=== Records excerpted from a collection ===
::::::::::

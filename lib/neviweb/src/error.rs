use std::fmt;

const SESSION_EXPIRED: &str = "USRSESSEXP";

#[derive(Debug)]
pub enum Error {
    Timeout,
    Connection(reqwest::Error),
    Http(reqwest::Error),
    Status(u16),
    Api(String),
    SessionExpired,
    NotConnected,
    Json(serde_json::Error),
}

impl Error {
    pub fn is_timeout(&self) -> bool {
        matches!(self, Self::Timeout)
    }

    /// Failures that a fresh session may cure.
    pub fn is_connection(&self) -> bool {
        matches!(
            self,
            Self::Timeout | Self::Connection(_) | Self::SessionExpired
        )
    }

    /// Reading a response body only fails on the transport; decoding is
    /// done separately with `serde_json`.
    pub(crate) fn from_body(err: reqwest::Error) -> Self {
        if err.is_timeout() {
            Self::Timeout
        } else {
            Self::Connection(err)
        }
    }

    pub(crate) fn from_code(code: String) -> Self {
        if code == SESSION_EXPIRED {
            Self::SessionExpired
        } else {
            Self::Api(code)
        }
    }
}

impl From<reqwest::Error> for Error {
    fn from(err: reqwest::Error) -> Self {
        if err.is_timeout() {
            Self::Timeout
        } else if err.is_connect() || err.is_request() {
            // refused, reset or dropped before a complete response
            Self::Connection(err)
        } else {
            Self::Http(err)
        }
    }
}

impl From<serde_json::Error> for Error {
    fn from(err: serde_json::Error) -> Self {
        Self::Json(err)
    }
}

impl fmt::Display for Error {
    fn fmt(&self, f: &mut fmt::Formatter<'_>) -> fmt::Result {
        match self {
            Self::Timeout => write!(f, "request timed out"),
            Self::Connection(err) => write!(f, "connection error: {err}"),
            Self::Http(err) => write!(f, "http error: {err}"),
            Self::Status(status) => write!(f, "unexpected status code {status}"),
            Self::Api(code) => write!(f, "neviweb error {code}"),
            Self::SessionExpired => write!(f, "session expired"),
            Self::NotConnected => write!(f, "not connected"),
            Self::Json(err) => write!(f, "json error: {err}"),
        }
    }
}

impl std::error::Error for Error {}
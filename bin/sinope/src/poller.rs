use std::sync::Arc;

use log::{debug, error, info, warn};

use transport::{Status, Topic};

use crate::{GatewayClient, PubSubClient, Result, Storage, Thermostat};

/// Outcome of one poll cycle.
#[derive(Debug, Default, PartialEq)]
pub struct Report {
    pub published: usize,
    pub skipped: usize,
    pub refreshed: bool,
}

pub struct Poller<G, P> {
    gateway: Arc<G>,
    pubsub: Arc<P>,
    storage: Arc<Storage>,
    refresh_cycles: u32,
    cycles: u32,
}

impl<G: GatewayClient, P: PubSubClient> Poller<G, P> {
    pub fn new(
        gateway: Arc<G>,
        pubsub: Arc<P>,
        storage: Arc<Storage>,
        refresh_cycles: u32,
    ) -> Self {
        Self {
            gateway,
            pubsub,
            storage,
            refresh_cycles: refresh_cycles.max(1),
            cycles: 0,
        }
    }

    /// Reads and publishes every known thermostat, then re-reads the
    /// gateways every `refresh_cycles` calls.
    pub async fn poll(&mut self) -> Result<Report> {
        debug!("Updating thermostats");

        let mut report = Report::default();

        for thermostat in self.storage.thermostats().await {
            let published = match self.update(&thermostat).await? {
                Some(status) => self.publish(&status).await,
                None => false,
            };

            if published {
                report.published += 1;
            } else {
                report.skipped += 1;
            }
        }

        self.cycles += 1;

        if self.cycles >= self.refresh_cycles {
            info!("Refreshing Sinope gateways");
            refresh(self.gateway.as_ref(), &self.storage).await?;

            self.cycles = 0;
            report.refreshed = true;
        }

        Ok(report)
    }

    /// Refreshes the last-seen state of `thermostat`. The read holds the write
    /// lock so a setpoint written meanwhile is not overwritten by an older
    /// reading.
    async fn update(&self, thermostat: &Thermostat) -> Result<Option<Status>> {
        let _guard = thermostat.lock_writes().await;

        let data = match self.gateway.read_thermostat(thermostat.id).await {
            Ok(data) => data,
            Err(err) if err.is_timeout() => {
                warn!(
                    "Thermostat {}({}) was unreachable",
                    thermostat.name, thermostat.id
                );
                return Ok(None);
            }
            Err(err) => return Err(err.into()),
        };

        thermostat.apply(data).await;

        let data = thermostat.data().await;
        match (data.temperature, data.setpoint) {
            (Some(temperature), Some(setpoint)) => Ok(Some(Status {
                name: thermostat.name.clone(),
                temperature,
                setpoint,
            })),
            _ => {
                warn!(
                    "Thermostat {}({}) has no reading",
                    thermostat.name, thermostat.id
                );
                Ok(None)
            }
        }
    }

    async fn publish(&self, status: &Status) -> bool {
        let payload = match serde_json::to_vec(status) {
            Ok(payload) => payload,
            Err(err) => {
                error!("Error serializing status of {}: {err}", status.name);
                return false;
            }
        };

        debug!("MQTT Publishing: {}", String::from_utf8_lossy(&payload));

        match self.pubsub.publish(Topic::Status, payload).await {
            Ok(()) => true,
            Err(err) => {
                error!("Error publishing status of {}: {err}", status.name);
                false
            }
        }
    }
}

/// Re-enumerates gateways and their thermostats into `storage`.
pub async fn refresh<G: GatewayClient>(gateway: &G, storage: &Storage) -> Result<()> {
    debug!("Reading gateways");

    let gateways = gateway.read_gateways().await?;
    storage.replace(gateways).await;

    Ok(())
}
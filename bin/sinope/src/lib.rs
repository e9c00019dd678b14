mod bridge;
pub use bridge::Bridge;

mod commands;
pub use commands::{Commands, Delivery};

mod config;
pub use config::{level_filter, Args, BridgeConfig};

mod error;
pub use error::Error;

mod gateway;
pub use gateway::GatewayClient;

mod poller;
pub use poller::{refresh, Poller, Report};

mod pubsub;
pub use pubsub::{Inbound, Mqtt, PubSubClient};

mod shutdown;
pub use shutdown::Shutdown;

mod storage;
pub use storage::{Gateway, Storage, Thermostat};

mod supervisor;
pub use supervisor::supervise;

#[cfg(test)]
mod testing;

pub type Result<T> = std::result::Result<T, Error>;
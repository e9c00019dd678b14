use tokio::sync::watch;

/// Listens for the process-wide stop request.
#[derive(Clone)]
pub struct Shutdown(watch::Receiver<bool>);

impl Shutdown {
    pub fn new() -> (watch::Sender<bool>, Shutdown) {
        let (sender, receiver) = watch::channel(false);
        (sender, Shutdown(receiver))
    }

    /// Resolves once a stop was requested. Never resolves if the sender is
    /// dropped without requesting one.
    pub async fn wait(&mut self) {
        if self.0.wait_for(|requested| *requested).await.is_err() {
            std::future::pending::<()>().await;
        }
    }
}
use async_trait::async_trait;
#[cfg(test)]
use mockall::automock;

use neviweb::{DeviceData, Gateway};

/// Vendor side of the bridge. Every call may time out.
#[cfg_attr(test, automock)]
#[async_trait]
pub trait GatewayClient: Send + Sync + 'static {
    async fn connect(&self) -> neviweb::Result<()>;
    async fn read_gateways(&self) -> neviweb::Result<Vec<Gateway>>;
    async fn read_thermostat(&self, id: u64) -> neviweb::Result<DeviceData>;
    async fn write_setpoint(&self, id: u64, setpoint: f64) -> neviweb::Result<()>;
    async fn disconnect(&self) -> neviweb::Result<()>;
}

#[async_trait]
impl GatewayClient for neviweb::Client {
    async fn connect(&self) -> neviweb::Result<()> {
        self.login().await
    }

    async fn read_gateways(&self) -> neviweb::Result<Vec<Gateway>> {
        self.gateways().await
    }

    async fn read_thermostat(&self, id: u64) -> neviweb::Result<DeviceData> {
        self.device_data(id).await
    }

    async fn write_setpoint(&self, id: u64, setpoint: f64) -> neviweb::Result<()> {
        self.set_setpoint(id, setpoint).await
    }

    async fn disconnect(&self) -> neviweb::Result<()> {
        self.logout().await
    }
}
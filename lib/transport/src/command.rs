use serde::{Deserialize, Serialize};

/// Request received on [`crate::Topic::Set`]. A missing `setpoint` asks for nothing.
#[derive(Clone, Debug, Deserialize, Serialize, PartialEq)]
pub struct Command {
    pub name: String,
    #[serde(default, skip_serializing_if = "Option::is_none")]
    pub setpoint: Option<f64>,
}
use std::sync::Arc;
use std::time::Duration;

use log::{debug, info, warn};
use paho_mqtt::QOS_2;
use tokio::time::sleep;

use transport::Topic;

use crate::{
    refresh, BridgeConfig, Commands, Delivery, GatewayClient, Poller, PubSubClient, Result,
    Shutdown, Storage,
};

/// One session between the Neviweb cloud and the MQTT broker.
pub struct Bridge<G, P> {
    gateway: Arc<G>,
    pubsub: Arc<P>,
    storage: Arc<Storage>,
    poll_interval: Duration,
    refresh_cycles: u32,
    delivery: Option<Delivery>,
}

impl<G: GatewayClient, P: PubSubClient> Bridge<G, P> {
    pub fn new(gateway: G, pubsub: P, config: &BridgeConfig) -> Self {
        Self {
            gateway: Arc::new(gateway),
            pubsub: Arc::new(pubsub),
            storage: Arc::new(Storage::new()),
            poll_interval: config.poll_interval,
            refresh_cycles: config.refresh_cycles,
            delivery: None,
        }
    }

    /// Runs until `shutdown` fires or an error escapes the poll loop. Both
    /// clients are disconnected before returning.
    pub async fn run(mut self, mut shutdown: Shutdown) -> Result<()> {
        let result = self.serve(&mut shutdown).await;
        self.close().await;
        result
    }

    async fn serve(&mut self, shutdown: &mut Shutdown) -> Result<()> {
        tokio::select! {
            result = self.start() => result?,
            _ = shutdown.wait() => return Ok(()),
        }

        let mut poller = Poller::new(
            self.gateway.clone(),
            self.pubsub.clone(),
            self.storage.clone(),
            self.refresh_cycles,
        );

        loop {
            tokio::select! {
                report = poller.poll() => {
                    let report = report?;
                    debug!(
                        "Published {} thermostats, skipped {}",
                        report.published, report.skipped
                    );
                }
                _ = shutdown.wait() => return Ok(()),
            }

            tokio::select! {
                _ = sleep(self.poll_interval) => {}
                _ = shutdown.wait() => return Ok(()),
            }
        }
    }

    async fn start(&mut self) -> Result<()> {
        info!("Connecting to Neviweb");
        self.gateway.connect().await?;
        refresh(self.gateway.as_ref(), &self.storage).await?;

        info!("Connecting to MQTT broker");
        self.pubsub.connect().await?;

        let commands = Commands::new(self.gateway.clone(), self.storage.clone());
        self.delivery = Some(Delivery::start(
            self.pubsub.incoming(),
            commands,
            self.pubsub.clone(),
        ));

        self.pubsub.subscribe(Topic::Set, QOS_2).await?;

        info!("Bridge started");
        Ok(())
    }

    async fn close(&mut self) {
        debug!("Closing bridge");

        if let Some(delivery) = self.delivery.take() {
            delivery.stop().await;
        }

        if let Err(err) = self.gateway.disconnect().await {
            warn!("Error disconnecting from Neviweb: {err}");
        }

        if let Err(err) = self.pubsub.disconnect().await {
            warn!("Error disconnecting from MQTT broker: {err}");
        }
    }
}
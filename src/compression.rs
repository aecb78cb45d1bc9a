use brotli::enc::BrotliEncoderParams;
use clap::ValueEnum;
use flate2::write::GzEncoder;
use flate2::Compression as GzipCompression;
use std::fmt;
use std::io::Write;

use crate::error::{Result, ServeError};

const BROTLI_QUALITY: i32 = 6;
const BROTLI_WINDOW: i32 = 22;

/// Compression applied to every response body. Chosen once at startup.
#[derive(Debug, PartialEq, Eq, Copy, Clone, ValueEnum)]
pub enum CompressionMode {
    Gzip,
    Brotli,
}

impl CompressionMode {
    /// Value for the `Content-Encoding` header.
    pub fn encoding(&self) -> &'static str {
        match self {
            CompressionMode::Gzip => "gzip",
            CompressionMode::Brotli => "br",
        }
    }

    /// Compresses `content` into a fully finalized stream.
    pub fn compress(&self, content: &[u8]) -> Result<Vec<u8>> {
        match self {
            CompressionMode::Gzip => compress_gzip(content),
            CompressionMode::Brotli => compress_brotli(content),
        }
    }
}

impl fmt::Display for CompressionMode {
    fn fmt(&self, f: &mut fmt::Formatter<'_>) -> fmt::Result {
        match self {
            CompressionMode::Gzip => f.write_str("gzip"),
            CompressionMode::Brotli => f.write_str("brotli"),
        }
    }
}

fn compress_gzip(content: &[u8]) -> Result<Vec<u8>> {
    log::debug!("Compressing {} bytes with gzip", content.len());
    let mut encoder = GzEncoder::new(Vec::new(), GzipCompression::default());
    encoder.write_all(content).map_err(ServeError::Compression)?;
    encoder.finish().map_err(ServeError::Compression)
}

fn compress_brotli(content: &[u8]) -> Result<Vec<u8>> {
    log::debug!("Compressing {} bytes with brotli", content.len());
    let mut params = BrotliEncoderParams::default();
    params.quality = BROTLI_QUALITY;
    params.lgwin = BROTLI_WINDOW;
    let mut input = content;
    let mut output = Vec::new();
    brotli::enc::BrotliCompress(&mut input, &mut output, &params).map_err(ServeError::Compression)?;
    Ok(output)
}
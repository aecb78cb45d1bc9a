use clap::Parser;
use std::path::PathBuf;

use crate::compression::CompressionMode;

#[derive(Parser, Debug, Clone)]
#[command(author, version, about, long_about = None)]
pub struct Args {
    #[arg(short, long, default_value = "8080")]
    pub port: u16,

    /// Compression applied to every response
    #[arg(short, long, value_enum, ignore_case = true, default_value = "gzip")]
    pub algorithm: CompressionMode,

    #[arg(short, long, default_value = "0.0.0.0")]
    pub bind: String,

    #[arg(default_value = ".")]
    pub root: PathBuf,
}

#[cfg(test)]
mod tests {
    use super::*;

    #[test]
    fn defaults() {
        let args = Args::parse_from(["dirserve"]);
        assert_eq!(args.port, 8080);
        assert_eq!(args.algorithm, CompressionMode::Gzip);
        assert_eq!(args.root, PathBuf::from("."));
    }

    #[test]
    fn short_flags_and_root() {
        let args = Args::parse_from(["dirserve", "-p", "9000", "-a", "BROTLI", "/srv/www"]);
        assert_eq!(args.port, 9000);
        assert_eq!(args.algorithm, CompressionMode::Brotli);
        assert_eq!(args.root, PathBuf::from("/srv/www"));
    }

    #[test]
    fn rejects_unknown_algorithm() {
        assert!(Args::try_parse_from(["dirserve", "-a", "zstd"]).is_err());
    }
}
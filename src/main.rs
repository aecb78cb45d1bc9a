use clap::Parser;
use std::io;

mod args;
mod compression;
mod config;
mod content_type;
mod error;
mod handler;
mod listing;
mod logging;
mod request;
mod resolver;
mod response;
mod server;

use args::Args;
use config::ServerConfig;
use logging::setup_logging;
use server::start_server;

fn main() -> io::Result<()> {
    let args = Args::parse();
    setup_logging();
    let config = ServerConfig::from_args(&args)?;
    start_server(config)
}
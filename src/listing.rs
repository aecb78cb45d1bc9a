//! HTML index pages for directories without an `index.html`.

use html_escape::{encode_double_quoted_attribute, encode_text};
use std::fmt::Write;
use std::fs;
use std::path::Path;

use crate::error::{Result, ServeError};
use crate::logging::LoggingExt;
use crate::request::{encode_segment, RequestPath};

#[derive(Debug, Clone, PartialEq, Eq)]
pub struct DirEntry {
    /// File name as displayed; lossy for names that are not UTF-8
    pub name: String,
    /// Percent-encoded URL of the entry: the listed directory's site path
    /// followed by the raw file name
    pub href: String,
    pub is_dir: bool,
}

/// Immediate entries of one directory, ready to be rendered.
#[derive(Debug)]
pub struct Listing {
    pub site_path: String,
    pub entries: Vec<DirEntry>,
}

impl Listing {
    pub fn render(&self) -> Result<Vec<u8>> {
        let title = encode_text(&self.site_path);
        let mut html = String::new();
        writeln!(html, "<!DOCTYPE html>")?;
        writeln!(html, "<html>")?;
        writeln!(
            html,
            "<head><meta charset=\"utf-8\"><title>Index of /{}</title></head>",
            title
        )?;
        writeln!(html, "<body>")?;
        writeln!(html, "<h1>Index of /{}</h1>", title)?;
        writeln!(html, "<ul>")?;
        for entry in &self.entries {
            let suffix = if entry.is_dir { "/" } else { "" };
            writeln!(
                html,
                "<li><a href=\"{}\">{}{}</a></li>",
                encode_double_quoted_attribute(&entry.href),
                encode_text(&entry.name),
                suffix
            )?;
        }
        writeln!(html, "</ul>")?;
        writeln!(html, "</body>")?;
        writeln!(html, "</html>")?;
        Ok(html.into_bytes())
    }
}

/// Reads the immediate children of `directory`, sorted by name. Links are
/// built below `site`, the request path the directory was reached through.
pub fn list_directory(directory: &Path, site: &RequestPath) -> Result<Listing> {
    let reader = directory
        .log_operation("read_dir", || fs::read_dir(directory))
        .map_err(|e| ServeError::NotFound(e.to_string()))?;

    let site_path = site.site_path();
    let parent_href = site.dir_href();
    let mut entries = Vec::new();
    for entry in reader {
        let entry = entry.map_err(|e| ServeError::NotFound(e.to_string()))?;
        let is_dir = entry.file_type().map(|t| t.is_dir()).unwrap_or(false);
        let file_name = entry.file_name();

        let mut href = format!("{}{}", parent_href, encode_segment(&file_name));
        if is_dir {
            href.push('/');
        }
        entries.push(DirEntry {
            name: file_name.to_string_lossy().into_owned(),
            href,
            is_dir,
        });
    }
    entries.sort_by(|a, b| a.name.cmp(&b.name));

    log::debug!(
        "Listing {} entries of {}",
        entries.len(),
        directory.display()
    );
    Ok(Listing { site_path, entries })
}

::::::::::

=== Work instructions ===
Make a copy of each line in the records that has the word "false".

=== Task answer ===
                None => false,
                return false;
                false
        let (sender, receiver) = watch::channel(false);
        let is_dir = entry.file_type().map(|t| t.is_dir()).unwrap_or(false);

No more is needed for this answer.